What you are asked to do:
Write out every line below that contains "original".

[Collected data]
>>>>>

use super::{clear_highlights, window, SearchIndex, SearchOutcome};
use crate::highlight::highlight_count;
use crate::section::{Block, BlockKind, Section};

fn page() -> Vec<Section> {
    vec![
        Section::new("welcome", "Welcome", 2).with_block(Block::new(
            BlockKind::Paragraph,
            "在这个充满想象力的时代，我们是一家专注于创意设计与数字体验的团队，欢迎来到 XIM 工作室，这里汇集了来自不同领域的设计师与开发者们，一起创造令人惊叹的作品与体验。",
        )),
        Section::new("install", "Install", 2)
            .with_block(Block::new(BlockKind::Code, "cargo install docspy"))
            .with_block(Block::new(BlockKind::Paragraph, "Install with cargo.")),
        Section::new("xim-api", "XIM API", 2)
            .with_block(Block::new(BlockKind::ListItem, "Nothing about it here")),
    ]
}

fn total_highlights(sections: &[Section]) -> usize {
    sections
        .iter()
        .map(|s| {
            highlight_count(&s.heading)
                + s.blocks.iter().map(|b| highlight_count(&b.inlines)).sum::<usize>()
        })
        .sum()
}

#[test]
fn test_snippet_has_ellipses_on_both_sides() {
    let mut sections = page();
    let index = SearchIndex::build(&sections);

    let SearchOutcome::Found { results, .. } = index.search("XIM", &mut sections) else {
        panic!("expected matches");
    };
    assert_eq!(results[0].id, "welcome");
    let snippet = &results[0].snippet;
    assert!(snippet.starts_with("..."), "{snippet}");
    assert!(snippet.ends_with("..."), "{snippet}");
    assert!(snippet.contains("XIM"), "{snippet}");
}

#[test]
fn test_results_follow_document_order() {
    let mut sections = page();
    let index = SearchIndex::build(&sections);

    let SearchOutcome::Found { results, .. } = index.search("xim", &mut sections) else {
        panic!("expected matches");
    };
    let ids: Vec<&str> = results.iter().map(|r| r.id.as_str()).collect();
    assert_eq!(ids, ["welcome", "xim-api"]);
}

#[test]
fn test_heading_only_match_falls_back_to_title() {
    let mut sections = page();
    let index = SearchIndex::build(&sections);

    let SearchOutcome::Found { results, .. } = index.search("api", &mut sections) else {
        panic!("expected matches");
    };
    assert_eq!(results.len(), 1);
    assert_eq!(results[0].snippet, "XIM API");
}

#[test]
fn test_code_match_uses_paragraph_snippet() {
    let mut sections = page();
    let index = SearchIndex::build(&sections);

    let SearchOutcome::Found { results, .. } = index.search("cargo", &mut sections) else {
        panic!("expected matches");
    };
    assert_eq!(results[0].snippet, "Install with cargo.");
}

#[test]
fn test_no_results_is_explicit() {
    let mut sections = page();
    let index = SearchIndex::build(&sections);
    assert_eq!(
        index.search("  zebra ", &mut sections),
        SearchOutcome::NoResults {
            query: "zebra".to_string()
        }
    );
}

#[test]
fn test_blank_query_clears_highlights() {
    let mut sections = page();
    let original = sections.clone();
    let index = SearchIndex::build(&sections);

    index.search("install", &mut sections);
    assert!(total_highlights(&sections) > 0);

    assert_eq!(index.search("   ", &mut sections), SearchOutcome::Cleared);
    assert_eq!(total_highlights(&sections), 0);
    assert_eq!(sections, original);
}

#[test]
fn test_search_is_idempotent() {
    let mut once = page();
    let index = SearchIndex::build(&once);
    let first = index.search("in", &mut once);

    let mut twice = page();
    index.search("in", &mut twice);
    let second = index.search("in", &mut twice);

    assert_eq!(first, second);
    assert_eq!(once, twice);
}

#[test]
fn test_new_search_replaces_previous_highlights() {
    let mut sections = page();
    let index = SearchIndex::build(&sections);
    index.search("cargo", &mut sections);
    index.search("welcome", &mut sections);

    assert_eq!(total_highlights(&sections), 1);
    assert_eq!(clear_highlights(&mut sections), 1);
}

#[test]
fn test_special_characters_match_literally() {
    let mut sections = vec![Section::new("regex", "Regex", 2)
        .with_block(Block::new(BlockKind::Paragraph, "Use a.b or (x|y) literally"))];
    let index = SearchIndex::build(&sections);

    let SearchOutcome::Found { results, .. } = index.search("(x|y)", &mut sections) else {
        panic!("expected a literal match");
    };
    assert_eq!(results[0].snippet, "Use a.b or (x|y) literally");
    assert!(matches!(
        index.search("a.c", &mut sections),
        SearchOutcome::NoResults { .. }
    ));
}

#[test]
fn test_window_at_text_boundaries() {
    assert_eq!(window("short XIM text", 6, 9), "short XIM text");
    let long = format!("{}XIM", "a".repeat(40));
    assert_eq!(window(&long, 40, 43), format!("...{}XIM", "a".repeat(30)));
}

#[test]
fn test_matching_agrees_with_highlighting() {
    // Final capital sigma lowercases to the final form, which the query lacks.
    let mut sections = vec![Section::new("greek", "Greek", 2)
        .with_block(Block::new(BlockKind::Paragraph, "ΟΔΟΣ"))];
    let index = SearchIndex::build(&sections);

    let SearchOutcome::Found { results, .. } = index.search("οδοσ", &mut sections) else {
        panic!("expected the highlighted section to be reported");
    };
    assert_eq!(results.len(), 1);
    assert_eq!(results[0].snippet, "ΟΔΟΣ");
    assert_eq!(total_highlights(&sections), 1);
}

<<<<<

Task response:
    let original = sections.clone();
    assert_eq!(sections, original);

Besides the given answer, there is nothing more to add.